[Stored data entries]
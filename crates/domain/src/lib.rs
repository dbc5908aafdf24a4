//! Domain layer for invoicing.
//!
//! This crate provides the invoice aggregate:
//! - `Invoice` with its ordered, immutable line items
//! - `InvoiceStatus` state machine (`Open → Processing → Closed | Cancelled`)
//! - `NewInvoice` drafts validated before they reach persistence

pub mod error;
pub mod invoice;

pub use error::InvoiceError;
pub use invoice::{Invoice, InvoiceStatus, LineDraft, LineItem, NewInvoice};
//! Application configuration loaded from environment variables.

use std::time::Duration;

/// Output format of the log subscriber.
#[derive(Debug, Clone, Copy, PartialEq, Eq, Default)]
pub enum LogFormat {
    #[default]
    Text,
    Json,
}

impl LogFormat {
    fn parse(raw: &str) -> Self {
        if raw.eq_ignore_ascii_case("json") {
            LogFormat::Json
        } else {
            LogFormat::Text
        }
    }
}

/// Server configuration with sensible defaults.
///
/// Reads from environment variables:
/// - `HOST`: bind address (default: `"0.0.0.0"`)
/// - `PORT`: listen port (default: `3000`)
/// - `RUST_LOG`: tracing filter directive (default: `"info"`)
/// - `LOG_FORMAT`: `text` or `json` (default: `text`)
/// - `DATABASE_URL`: PostgreSQL connection string; invoices are kept in
///   memory when unset
/// - `INVENTORY_SERVICE_URL`: base URL of the stock ledger, e.g.
///   `http://inventory:8080/api`; an in-process ledger is used when unset
/// - `INVENTORY_TIMEOUT_MS`: per-request timeout for ledger calls (default: `5000`)
#[derive(Debug, Clone)]
pub struct Config {
    pub host: String,
    pub port: u16,
    pub log_level: String,
    pub log_format: LogFormat,
    pub database_url: Option<String>,
    pub inventory_url: Option<String>,
    pub inventory_timeout: Duration,
}

const DEFAULT_INVENTORY_TIMEOUT_MS: u64 = 5000;

fn non_empty_var(name: &str) -> Option<String> {
    std::env::var(name).ok().filter(|v| !v.trim().is_empty())
}

impl Config {
    /// Loads configuration from environment variables, falling back to defaults.
    pub fn from_env() -> Self {
        Self {
            host: std::env::var("HOST").unwrap_or_else(|_| "0.0.0.0".to_string()),
            port: std::env::var("PORT")
                .ok()
                .and_then(|p| p.parse().ok())
                .unwrap_or(3000),
            log_level: std::env::var("RUST_LOG").unwrap_or_else(|_| "info".to_string()),
            log_format: std::env::var("LOG_FORMAT")
                .map(|f| LogFormat::parse(&f))
                .unwrap_or_default(),
            database_url: non_empty_var("DATABASE_URL"),
            inventory_url: non_empty_var("INVENTORY_SERVICE_URL"),
            inventory_timeout: Duration::from_millis(
                std::env::var("INVENTORY_TIMEOUT_MS")
                    .ok()
                    .and_then(|t| t.parse().ok())
                    .unwrap_or(DEFAULT_INVENTORY_TIMEOUT_MS),
            ),
        }
    }

    /// Returns the `"host:port"` bind address string.
    pub fn addr(&self) -> String {
        format!("{}:{}", self.host, self.port)
    }
}

impl Default for Config {
    fn default() -> Self {
        Self {
            host: "0.0.0.0".to_string(),
            port: 3000,
            log_level: "info".to_string(),
            log_format: LogFormat::Text,
            database_url: None,
            inventory_url: None,
            inventory_timeout: Duration::from_millis(DEFAULT_INVENTORY_TIMEOUT_MS),
        }
    }
}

Your goal: What is needed is an exact copy of the entries above, from the first line through the line holding "pub use error::InvoiceError;", with both of those lines kept; please give nothing else.

Problem solution:
filename crates/domain/src/lib.rs
repository dbc5908aafdf24a4
//! Domain layer for invoicing.
//!
//! This crate provides the invoice aggregate:
//! - `Invoice` with its ordered, immutable line items
//! - `InvoiceStatus` state machine (`Open → Processing → Closed | Cancelled`)
//! - `NewInvoice` drafts validated before they reach persistence

pub mod error;
pub mod invoice;

pub use error::InvoiceError;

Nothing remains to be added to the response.